Le Willow Creek Institute. C’est un centre résidentiel. Ils sont… équipés pour des cas comme celui-ci. Sur le long terme.
Arthur regarda la brochure.
Un bâtiment stérile, une pelouse trop parfaite. Une prison pour riches.
Une colère brûlante monta en lui.
Lui qui avait créé un empire à partir de rien, qui avait plié marchés et concurrents à sa volonté, il était incapable d’obtenir un seul mot d’un enfant.
— Il est le dernier de ma lignée, docteur, gronda-t-il. Ce n’est pas un “cas”. C’est un Harrison. Et il ne sera pas expédié comme un meuble encombrant.
— Comme vous voudrez.
Le médecin ne broncha pas. Son arrogance faisait partie du tarif.
Mais mon avis professionnel demeure. Vous attaquez une forteresse psychologique avec un lance-pierres. Il vous faut une autre approche. Ou vous devez renoncer. Bonne journée.
Arthur ne le raccompagna pas du regard. Il écouta ses pas s’éloigner sur le marbre, le même marbre où Amelia était tombée.
Puis il regarda par la fenêtre, vers les jardins.
Et comme toujours… Leo était là.
L’enfant se tenait près du bord de l’ancien jardin.
Celui d’Amelia.
Autrefois vivant, coloré, vibrant.
Aujourd’hui : une carcasse. Haies brunes, massifs étouffés par les herbes, un bain d’oiseaux fissuré.
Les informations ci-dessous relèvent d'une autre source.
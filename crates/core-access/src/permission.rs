//! Modules, actions and the permissions that pair them
//!
//! Both vocabularies are closed enumerations so that a misspelled permission
//! check fails to compile instead of silently denying. String parsing is still
//! offered for configuration files and the JavaScript boundary; unknown names
//! parse to `None`.

use crate::error::PolicyError;
use core::fmt;
use core::str::FromStr;
use serde::{Deserialize, Serialize};

/// Functional area of the dashboard
#[derive(Debug, Clone, Copy, PartialEq, Eq, PartialOrd, Ord, Hash, Serialize, Deserialize)]
#[serde(rename_all = "lowercase")]
pub enum Module {
    /// Landing overview
    Dashboard,
    /// Patient records
    Patients,
    /// Appointment calendar
    Appointments,
    /// Dental charting and treatment notes
    Charting,
    /// Invoices and payments
    Billing,
    /// Supplies and stock
    Inventory,
    /// Practice reports
    Reports,
    /// User accounts
    Users,
    /// Messages and reminders
    Notifications,
    /// Clinic and account settings
    Settings,
}

impl Module {
    /// Every module, in declaration order
    pub const ALL: [Self; 10] = [
        Self::Dashboard,
        Self::Patients,
        Self::Appointments,
        Self::Charting,
        Self::Billing,
        Self::Inventory,
        Self::Reports,
        Self::Users,
        Self::Notifications,
        Self::Settings,
    ];

    /// Canonical lowercase name
    #[must_use]
    pub const fn as_str(self) -> &'static str {
        match self {
            Self::Dashboard => "dashboard",
            Self::Patients => "patients",
            Self::Appointments => "appointments",
            Self::Charting => "charting",
            Self::Billing => "billing",
            Self::Inventory => "inventory",
            Self::Reports => "reports",
            Self::Users => "users",
            Self::Notifications => "notifications",
            Self::Settings => "settings",
        }
    }

    /// Parse a canonical module name. Returns `None` for anything else.
    #[must_use]
    pub fn parse(name: &str) -> Option<Self> {
        Self::ALL.into_iter().find(|module| module.as_str() == name)
    }
}

/// Operation within a module
#[derive(Debug, Clone, Copy, PartialEq, Eq, PartialOrd, Ord, Hash, Serialize, Deserialize)]
#[serde(rename_all = "lowercase")]
pub enum Action {
    /// See the module at all
    View,
    /// Create records
    Create,
    /// Modify records
    Edit,
    /// Remove records
    Delete,
    /// Book or move appointments
    Schedule,
    /// Process payments
    Process,
    /// Manage stock or channels
    Manage,
    /// Change configuration
    Configure,
    /// Send messages
    Send,
    /// Generate reports
    Generate,
    /// Export data
    Export,
    /// Ask for something (appointment requests, restocking)
    Request,
}

impl Action {
    /// Every action, in declaration order
    pub const ALL: [Self; 12] = [
        Self::View,
        Self::Create,
        Self::Edit,
        Self::Delete,
        Self::Schedule,
        Self::Process,
        Self::Manage,
        Self::Configure,
        Self::Send,
        Self::Generate,
        Self::Export,
        Self::Request,
    ];

    /// Canonical lowercase name
    #[must_use]
    pub const fn as_str(self) -> &'static str {
        match self {
            Self::View => "view",
            Self::Create => "create",
            Self::Edit => "edit",
            Self::Delete => "delete",
            Self::Schedule => "schedule",
            Self::Process => "process",
            Self::Manage => "manage",
            Self::Configure => "configure",
            Self::Send => "send",
            Self::Generate => "generate",
            Self::Export => "export",
            Self::Request => "request",
        }
    }

    /// Parse a canonical action name. Returns `None` for anything else.
    #[must_use]
    pub fn parse(name: &str) -> Option<Self> {
        Self::ALL.into_iter().find(|action| action.as_str() == name)
    }
}

/// A (module, action) pair, written `module:action`
#[derive(Debug, Clone, Copy, PartialEq, Eq, PartialOrd, Ord, Hash, Serialize, Deserialize)]
#[serde(try_from = "String", into = "String")]
pub struct Permission {
    /// Module the action applies to
    pub module: Module,
    /// Action on that module
    pub action: Action,
}

impl Permission {
    /// Create a permission
    #[must_use]
    pub const fn new(module: Module, action: Action) -> Self {
        Self { module, action }
    }

    /// The `view` permission on a module
    #[must_use]
    pub const fn view(module: Module) -> Self {
        Self::new(module, Action::View)
    }

    /// Parse `module:action`. Returns `None` if either half is unknown.
    #[must_use]
    pub fn parse(input: &str) -> Option<Self> {
        let (module, action) = input.split_once(':')?;
        Some(Self::new(Module::parse(module)?, Action::parse(action)?))
    }
}

impl fmt::Display for Module {
    fn fmt(&self, f: &mut fmt::Formatter<'_>) -> fmt::Result {
        f.write_str(self.as_str())
    }
}

impl fmt::Display for Action {
    fn fmt(&self, f: &mut fmt::Formatter<'_>) -> fmt::Result {
        f.write_str(self.as_str())
    }
}

impl fmt::Display for Permission {
    fn fmt(&self, f: &mut fmt::Formatter<'_>) -> fmt::Result {
        write!(f, "{}:{}", self.module, self.action)
    }
}

impl FromStr for Module {
    type Err = PolicyError;

    fn from_str(s: &str) -> Result<Self, Self::Err> {
        Self::parse(s).ok_or_else(|| PolicyError::UnknownModule(s.to_string()))
    }
}

impl FromStr for Action {
    type Err = PolicyError;

    fn from_str(s: &str) -> Result<Self, Self::Err> {
        Self::parse(s).ok_or_else(|| PolicyError::UnknownAction(s.to_string()))
    }
}

impl FromStr for Permission {
    type Err = PolicyError;

    fn from_str(s: &str) -> Result<Self, Self::Err> {
        let (module, action) = s
            .split_once(':')
            .ok_or_else(|| PolicyError::InvalidPermission(s.to_string()))?;
        Ok(Self::new(module.parse()?, action.parse()?))
    }
}

impl TryFrom<String> for Permission {
    type Error = PolicyError;

    fn try_from(value: String) -> Result<Self, Self::Error> {
        value.parse()
    }
}

impl From<Permission> for String {
    fn from(permission: Permission) -> Self {
        permission.to_string()
    }
}
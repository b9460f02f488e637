//! Current-role source for the access gates

use core_access::Role;

/// What the identity provider currently knows about the session
#[derive(Debug, Clone, Copy, PartialEq, Eq)]
pub enum IdentityState {
    /// Resolution has not finished yet
    Resolving,
    /// Resolution finished and there is no role
    Anonymous,
    /// Resolution finished with a role
    Authenticated(Role),
}

/// External source of the current role
///
/// Resolution itself (tokens, sessions, storage) lives outside this crate.
pub trait IdentityProvider {
    /// Current resolution state
    fn state(&self) -> IdentityState;

    /// Current role, if resolved to one
    fn current_role(&self) -> Option<Role> {
        match self.state() {
            IdentityState::Authenticated(role) => Some(role),
            IdentityState::Resolving | IdentityState::Anonymous => None,
        }
    }

    /// Whether resolution is still in progress
    fn is_resolving(&self) -> bool {
        self.state() == IdentityState::Resolving
    }
}

impl<T: IdentityProvider + ?Sized> IdentityProvider for &T {
    fn state(&self) -> IdentityState {
        (**self).state()
    }
}

/// Fixed identity, for tests and non-interactive callers
#[derive(Debug, Clone, Copy, PartialEq, Eq)]
pub struct StaticIdentity(pub IdentityState);

impl StaticIdentity {
    /// Identity still resolving
    pub const RESOLVING: Self = Self(IdentityState::Resolving);
    /// Resolved with no role
    pub const ANONYMOUS: Self = Self(IdentityState::Anonymous);

    /// Resolved to `role`
    #[must_use]
    pub const fn role(role: Role) -> Self {
        Self(IdentityState::Authenticated(role))
    }

    /// Resolve a role name; unknown names become anonymous
    #[must_use]
    pub fn from_role_name(name: &str) -> Self {
        Role::parse(name).map_or(Self::ANONYMOUS, Self::role)
    }
}

impl IdentityProvider for StaticIdentity {
    fn state(&self) -> IdentityState {
        self.0
    }
}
Une parfaite métaphore extérieure de la maison silencieuse.
Leo se contentait de rester là, immobile.
Il n’explorait pas.
Il ne jouait pas.
Il attendait.
L’interphone grésilla.
Arthur appuya brutalement.
— Quoi ?
La voix tremblante de Mme Brandt, la gouvernante — là depuis avant la naissance d’Amelia — répondit :
— Monsieur… maintenant que le Dr Finch est parti… que faisons-nous ? L’enfant… il a besoin de quelqu’un.
— Votre travail est de gérer le personnel, pas d’énoncer des évidences, la coupa Arthur.
Silence.
Puis, timidement :
— L’agence n’a plus personne, monsieur. Aucun… qualifié. Ils ont tous essayé.
— Alors trouvez quelqu’un de non qualifié ! Je m’en moque ! Trouvez un corps ! Une baby-sitter ! Quelqu’un pour éviter qu’il ne se jette sur la route !
— Il y a… une personne, murmura Mme Brandt.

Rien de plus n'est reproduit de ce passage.